I am trying to run an authortopic model on some tweets, around 9000 in total, with only 3 authors. I am interested in getting this kind of pipeline, from a DataFrame to an author topic model working consistently. I have kind of mashed this script together from a bunch of tutorials, but I found that the author-topic model tutorial did not clearly explain any alternative ways to get data into the model. In the end, this script produces 3000 tokens and 8000 documents, and 3 authors. I tried printing the dictionary (fine), corpus (fine), and dictionary.id2token (empty), but I read that this is only created as needed and should work fine even if the output from print is empty. Basically, I'm just not sure what is going wrong, any help would be appreciated.
import sys
import os
import time
import pandas
import numpy
from gensim import corpora
from collections import defaultdict
from stop_words import get_stop_words
from recordlinkage.standardise import clean
from nltk.tokenize import RegexpTokenizer
tweet_df = pandas.read_csv('leadertweets.csv')
a2d = defaultdict(list)
for i, j in zip(tweet_df['name'], tweet_df['tweets/text']):
a2d[i].append(j)
documents = clean(tweet_df['tweets/text'])

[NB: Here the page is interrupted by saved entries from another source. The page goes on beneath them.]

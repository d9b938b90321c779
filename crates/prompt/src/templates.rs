//! Fixed prompts of the cooking assistant.
//!
//! | template | placeholders |
//! |---|---|
//! | [`CLASSIFIER`] | `{input}` |
//! | [`ASSISTANT`] | `{query}`, `{chat_history}` |
//! | [`RECOMMENDER`] | `{description}`, `{query}`, `{chat_history}` |
//! | [`GENERATOR`] | `{description}`, `{query}`, `{chat_history}` |
//! | [`SEARCH`] | `{query}`, `{chat_history}` |
//! | [`SUMMARY`] | `{input}` |

/// Asks for a one-word intent label.
pub const CLASSIFIER: &str = "Given the user question below, classify it as either being about \
`recommended`, `generate`, `image food`, `about me` or `other`.
Do not respond with more than one word.

<question>
{input}
</question>

Classification:";

/// Describes what the assistant can do; used for greetings and questions about itself.
pub const ASSISTANT: &str = "You are a conversational cooking assistant capable of several tasks.

If asked about your functions or greeted, here is how you work:
- Recipe Recommendation: you analyze a dish description and suggest a single recipe.
- Dish Generation: you create new dishes based on a given description and query, coming up \
with a unique name, ingredients and a brief cooking guide.
- Food Image Search: you find relevant food images based on user input.

<chat_history>
{chat_history}
</chat_history>

Query: {query}

Answer:";

/// Picks one recipe out of the retrieved descriptions.
pub const RECOMMENDER: &str = "You are an expert chef, recommend only one recipe from the description.
Return the recipe text as in the description, the link and the listed ingredients with emoji.

<description>
{description}
</description>

<chat_history>
{chat_history}
</chat_history>

Query: {query}

Answer:";

/// Invents a new dish inspired by the retrieved descriptions.
pub const GENERATOR: &str = "You are an expert chef, use the description and the query to come up with your own edible dish:
- come up with a new name
- list the ingredients with emoji
- briefly explain how to cook

<description>
{description}
</description>

<chat_history>
{chat_history}
</chat_history>

Query: {query}

Answer:";

/// Turns the user request into a dish name suitable for an image search.
pub const SEARCH: &str = "You are an internet search expert.
Fix the user query and return only the name of the dish they need to find.

<chat_history>
{chat_history}
</chat_history>

Query: {query}

Summary query:";

/// Compresses an assistant reply into a short memory entry.
pub const SUMMARY: &str = "Summarize the assistant reply below in one or two sentences. \
Keep dish names and key ingredients, drop links and formatting.

<reply>
{input}
</reply>

Summary:";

documents = documents.tolist()
stopwords = get_stop_words('en')
tokenizer = RegexpTokenizer(r'\w+')
tokens = []
for text in documents:
token = tokenizer.tokenize(str(text))
tokens.append(token)
cleaned_tokens = []
for l in tokens:
cleaned_tokens.append([i for i in l if not i in stopwords])

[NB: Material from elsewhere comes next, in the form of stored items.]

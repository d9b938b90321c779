//! # cookbot-core
//!
//! Core types shared by the cooking assistant crates: [`ChatTurn`] for conversational memory,
//! [`Intent`] and [`TaskKind`] for routing, [`AgentResult`] for strategy output, the
//! [`CookbotError`] type, and tracing initialization. Transport-agnostic; used by `agent`
//! and `cookbot-cli`.

pub mod error;
pub mod logger;
pub mod types;

pub use error::{CookbotError, Result};
pub use logger::init_tracing;
pub use types::{
    AgentOutput, AgentResult, ChatTurn, ImagePayload, Intent, TaskKind, TurnContent, TurnRole,
};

dictionary = corpora.Dictionary(cleaned_tokens)
array = numpy.asarray(cleaned_tokens)
max_freq = 0.8
min_wordcount = 5
dictionary.filter_extremes(no_below=min_wordcount, no_above=max_freq)
corpus = [dictionary.doc2bow(word) for word in array]
print('Number of authors: %d' % len(a2d))
print('Number of unique tokens: %d' % len(dictionary))
print('Number of documents: %d' % len(corpus))
from gensim.models import AuthorTopicModel
%time model = AuthorTopicModel(corpus=corpus, num_topics=10, id2word=dictionary.id2token, \
author2doc=a2d, chunksize=2000, passes=1, eval_every=0, \
iterations=1, random_state=1)